* [INSTRUCTIONS TO FOLLOW] Below are some records; output all of them exactly.

* [SUPPLIED INFORMATION]
===

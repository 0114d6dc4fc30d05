// Copyright (c) 2025 Steve Wagner (ciroque@live.com)
// SPDX-License-Identifier: MIT

use std::env;
use std::process::ExitCode;

use zr_core::history::FileHistorySink;
use zr_core::scheduler::SkipReason;
use zr_core::workflow::WorkflowRunner;
use zr_core::{config, SchedulerConfig, Scheduler};

fn usage(program: &str) -> String {
    format!(
        "Usage: {program} <config.toml> <root-task> [--dry-run] [--history <path>]\n       {program} <config.toml> --workflow <name> [--history <path>]"
    )
}

fn main() -> ExitCode {
    tracing_subscriber::fmt()
        .with_env_filter(tracing_subscriber::EnvFilter::from_default_env())
        .init();

    let args: Vec<String> = env::args().collect();
    if args.len() < 3 {
        eprintln!("{}", usage(&args[0]));
        return ExitCode::FAILURE;
    }

    let config_path = &args[1];
    let mut dry_run = false;
    let mut history_path: Option<String> = None;
    let mut workflow_name: Option<String> = None;
    let mut root: Option<String> = None;

    let mut rest = args[2..].iter();
    while let Some(arg) = rest.next() {
        match arg.as_str() {
            "--dry-run" => dry_run = true,
            "--history" => history_path = rest.next().cloned(),
            "--workflow" => workflow_name = rest.next().cloned(),
            other if root.is_none() && workflow_name.is_none() => root = Some(other.to_string()),
            other => {
                eprintln!("unrecognized argument: {other}");
                eprintln!("{}", usage(&args[0]));
                return ExitCode::FAILURE;
            }
        }
    }

    let cfg = match config::load_and_validate(config_path) {
        Ok(cfg) => cfg,
        Err(err) => {
            eprintln!("failed to load '{config_path}': {err}");
            return ExitCode::FAILURE;
        }
    };

    let mut opts = SchedulerConfig {
        dry_run,
        ..SchedulerConfig::default()
    };
    if let Some(path) = history_path {
        opts.history = Some(Box::new(FileHistorySink::new(path)));
    }

    if let Some(workflow_name) = workflow_name {
        match WorkflowRunner::run(&cfg, &workflow_name, opts) {
            Ok(stages) => {
                let success = stages.iter().all(|s| {
                    s.skipped || s.schedule.as_ref().map(|r| r.success).unwrap_or(false)
                });
                report_stages(&stages);
                exit_for(success, None)
            }
            Err(err) => {
                eprintln!("workflow '{workflow_name}' failed: {err}");
                ExitCode::FAILURE
            }
        }
    } else {
        let root = match root {
            Some(root) => root,
            None => {
                eprintln!("{}", usage(&args[0]));
                return ExitCode::FAILURE;
            }
        };

        let scheduler = Scheduler::new(&cfg, opts);
        match scheduler.run(&root) {
            Ok(result) => {
                let first_failure_code = result
                    .results
                    .iter()
                    .find(|r| !r.success)
                    .and_then(|r| r.exit_code);
                report_results(&result.results);
                exit_for(result.success, first_failure_code)
            }
            Err(err) => {
                eprintln!("run failed: {err}");
                ExitCode::FAILURE
            }
        }
    }
}

fn report_results(results: &[zr_core::scheduler::TaskResult]) {
    for result in results {
        let status = match (&result.skip_reason, result.success) {
            (Some(SkipReason::ConditionFalse), _) => "skip (condition)".to_string(),
            (Some(SkipReason::CacheHit), _) => "skip (cached)".to_string(),
            (Some(SkipReason::DryRun), _) => "skip (dry-run)".to_string(),
            (Some(SkipReason::UpstreamFailure), _) => "skip (upstream failure)".to_string(),
            (None, true) => "ok".to_string(),
            (None, false) => "fail".to_string(),
        };
        println!(
            "{:<32} {:<22} {:>5} attempt(s)  {:?}",
            result.name, status, result.attempts, result.duration
        );
    }
}

fn report_stages(stages: &[zr_core::StageResult]) {
    for stage in stages {
        if stage.skipped {
            println!("stage {:<24} skipped (condition)", stage.stage);
            continue;
        }
        if let Some(schedule) = &stage.schedule {
            println!(
                "stage {:<24} {}",
                stage.stage,
                if schedule.success { "ok" } else { "fail" }
            );
            report_results(&schedule.results);
        }
    }
}

fn exit_for(success: bool, first_failure_code: Option<i32>) -> ExitCode {
    if success {
        return ExitCode::SUCCESS;
    }
    match first_failure_code {
        Some(code) if (0..=255).contains(&code) => ExitCode::from(code as u8),
        _ => ExitCode::FAILURE,
    }
}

===

* [YOUR RESPONSE]
repository 0114d6dc4fc30d05
// Copyright (c) 2025 Steve Wagner (ciroque@live.com)
// SPDX-License-Identifier: MIT

use std::env;
use std::process::ExitCode;

use zr_core::history::FileHistorySink;
use zr_core::scheduler::SkipReason;
use zr_core::workflow::WorkflowRunner;
use zr_core::{config, SchedulerConfig, Scheduler};

fn usage(program: &str) -> String {
    format!(
        "Usage: {program} <config.toml> <root-task> [--dry-run] [--history <path>]\n       {program} <config.toml> --workflow <name> [--history <path>]"
    )
}

fn main() -> ExitCode {
    tracing_subscriber::fmt()
        .with_env_filter(tracing_subscriber::EnvFilter::from_default_env())
        .init();

    let args: Vec<String> = env::args().collect();
    if args.len() < 3 {
        eprintln!("{}", usage(&args[0]));
        return ExitCode::FAILURE;
    }

    let config_path = &args[1];
    let mut dry_run = false;
    let mut history_path: Option<String> = None;
    let mut workflow_name: Option<String> = None;
    let mut root: Option<String> = None;

    let mut rest = args[2..].iter();
    while let Some(arg) = rest.next() {
        match arg.as_str() {
            "--dry-run" => dry_run = true,
            "--history" => history_path = rest.next().cloned(),
            "--workflow" => workflow_name = rest.next().cloned(),
            other if root.is_none() && workflow_name.is_none() => root = Some(other.to_string()),
            other => {
                eprintln!("unrecognized argument: {other}");
                eprintln!("{}", usage(&args[0]));
                return ExitCode::FAILURE;
            }
        }
    }

    let cfg = match config::load_and_validate(config_path) {
        Ok(cfg) => cfg,
        Err(err) => {
            eprintln!("failed to load '{config_path}': {err}");
            return ExitCode::FAILURE;
        }
    };

    let mut opts = SchedulerConfig {
        dry_run,
        ..SchedulerConfig::default()
    };
    if let Some(path) = history_path {
        opts.history = Some(Box::new(FileHistorySink::new(path)));
    }

    if let Some(workflow_name) = workflow_name {
        match WorkflowRunner::run(&cfg, &workflow_name, opts) {
            Ok(stages) => {
                let success = stages.iter().all(|s| {
                    s.skipped || s.schedule.as_ref().map(|r| r.success).unwrap_or(false)
                });
                report_stages(&stages);
                exit_for(success, None)
            }
            Err(err) => {
                eprintln!("workflow '{workflow_name}' failed: {err}");
                ExitCode::FAILURE
            }
        }
    } else {
        let root = match root {
            Some(root) => root,
            None => {
                eprintln!("{}", usage(&args[0]));
                return ExitCode::FAILURE;
            }
        };

        let scheduler = Scheduler::new(&cfg, opts);
        match scheduler.run(&root) {
            Ok(result) => {
                let first_failure_code = result
                    .results
                    .iter()
                    .find(|r| !r.success)
                    .and_then(|r| r.exit_code);
                report_results(&result.results);
                exit_for(result.success, first_failure_code)
            }
            Err(err) => {
                eprintln!("run failed: {err}");
                ExitCode::FAILURE
            }
        }
    }
}

fn report_results(results: &[zr_core::scheduler::TaskResult]) {
    for result in results {
        let status = match (&result.skip_reason, result.success) {
            (Some(SkipReason::ConditionFalse), _) => "skip (condition)".to_string(),
            (Some(SkipReason::CacheHit), _) => "skip (cached)".to_string(),
            (Some(SkipReason::DryRun), _) => "skip (dry-run)".to_string(),
            (Some(SkipReason::UpstreamFailure), _) => "skip (upstream failure)".to_string(),
            (None, true) => "ok".to_string(),
            (None, false) => "fail".to_string(),
        };
        println!(
            "{:<32} {:<22} {:>5} attempt(s)  {:?}",
            result.name, status, result.attempts, result.duration
        );
    }
}

fn report_stages(stages: &[zr_core::StageResult]) {
    for stage in stages {
        if stage.skipped {
            println!("stage {:<24} skipped (condition)", stage.stage);
            continue;
        }
        if let Some(schedule) = &stage.schedule {
            println!(
                "stage {:<24} {}",
                stage.stage,
                if schedule.success { "ok" } else { "fail" }
            );
            report_results(&schedule.results);
        }
    }
}

fn exit_for(success: bool, first_failure_code: Option<i32>) -> ExitCode {
    if success {
        return ExitCode::SUCCESS;
    }
    match first_failure_code {
        Some(code) if (0..=255).contains(&code) => ExitCode::from(code as u8),
        _ => ExitCode::FAILURE,
    }
}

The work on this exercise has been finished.